NEW DELHI: The government's move to strip German drugmaker Bayer of its exclusive rights to a cancer drug Nexavar comes as a huge relief to cancer patients in India. Now, this drug will soon be available to patients at Rs 8,880 for a pack of 120 tablets.
Nexavar is a drug used to treat liver and kidney cancer at the advanced stage. The drug stops the growth of new blood vessels and targets other important cellular growth factors.
Bayer's Nexavar cancer drug costs around Rs 2.84 lakh in India, making it "not available to the public at a reasonably affordable price", the patent office ruled.

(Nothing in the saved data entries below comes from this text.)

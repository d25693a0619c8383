//! Percentile estimation from cumulative histogram buckets.

use crate::metric::HistogramSnapshot;

/// Estimate the `p`-quantile (0.0..=1.0) by linear interpolation inside the
/// bucket that crosses the target cumulative count.
///
/// Returns `None` for an empty histogram or an out-of-range `p`, and
/// `f64::INFINITY` when the target falls in the overflow bucket — there is no
/// finite upper boundary to interpolate against.
pub fn percentile(h: &HistogramSnapshot, p: f64) -> Option<f64> {
    if !(0.0..=1.0).contains(&p) || h.cumulative.is_empty() {
        return None;
    }
    let total = *h.cumulative.last()?;
    if total == 0 {
        return None;
    }
    let target = p * total as f64;

    let mut preceding = 0u64;
    for (i, &cum) in h.cumulative.iter().enumerate() {
        if (cum as f64) >= target {
            if i >= h.boundaries.len() {
                return Some(f64::INFINITY);
            }
            let lower = if i == 0 { 0.0 } else { h.boundaries[i - 1] };
            let upper = h.boundaries[i];
            let in_bucket = (cum - preceding) as f64;
            if in_bucket == 0.0 {
                return Some(upper);
            }
            let fraction = (target - preceding as f64) / in_bucket;
            return Some(lower + fraction * (upper - lower));
        }
        preceding = cum;
    }
    Some(f64::INFINITY)
}

#[cfg(test)]
#[allow(clippy::unwrap_used, clippy::expect_used, clippy::panic)]
mod tests {
    use super::*;

    fn snapshot(boundaries: &[f64], cumulative: &[u64]) -> HistogramSnapshot {
        HistogramSnapshot {
            boundaries: boundaries.to_vec(),
            cumulative: cumulative.to_vec(),
            sum: 0.0,
            count: *cumulative.last().unwrap(),
        }
    }

    #[test]
    fn interpolates_inside_the_crossing_bucket() {
        // Target 10 of 20 falls in (10, 50]: 5 below, 10 in bucket, halfway.
        let h = snapshot(&[10.0, 50.0, 100.0], &[5, 15, 18, 20]);
        assert_eq!(percentile(&h, 0.5), Some(30.0));
    }

    #[test]
    fn low_quantile_interpolates_from_zero() {
        let h = snapshot(&[10.0, 50.0], &[10, 20]);
        // Target 5 of 20, halfway through the first bucket (0, 10].
        assert_eq!(percentile(&h, 0.25), Some(5.0));
    }

    #[test]
    fn overflow_bucket_yields_infinity() {
        let h = snapshot(&[10.0, 50.0], &[5, 10, 20]);
        assert_eq!(percentile(&h, 0.99), Some(f64::INFINITY));
    }

    #[test]
    fn empty_histogram_yields_none() {
        let h = snapshot(&[10.0], &[0, 0]);
        assert_eq!(percentile(&h, 0.5), None);
    }

    #[test]
    fn out_of_range_p_yields_none() {
        let h = snapshot(&[10.0], &[5, 5]);
        assert_eq!(percentile(&h, 1.5), None);
        assert_eq!(percentile(&h, -0.1), None);
    }
}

On Monday, the Indian Patent Office effectively ended Bayer's monopoly for its Nexavar drug and issued its first-ever compulsory license allowing local generic maker Natco Pharma to make and sell the drug cheaply in India.
India is only the second time a nation has issued a compulsory license for a cancer drug after Thailand did so on four drugs between 2006 and 2008, also on affordability grounds. Thailand also issued licenses for HIV/AIDS and heart disease treatments.
India has one of the world's fastest-growing rates of HIV and heart disease is also the country's biggest killer, but widespread poverty in Asia's third-largest economy makes many non-generic drugs unaffordable for millions.
In cancer treatments, India's Cipla Ltd, which has the second largest share of the local drugs market, may also benefit from the Bayer case. Cipla is fighting a Bayer suit for patent infringement after the Indian drugmaker launched a generic version of Nexavar in India in April 2010.
A provision of the Indian Patents Act allows for a compulsory license to be awarded after three years of the grant of patent on drugs that are deemed to be too costly.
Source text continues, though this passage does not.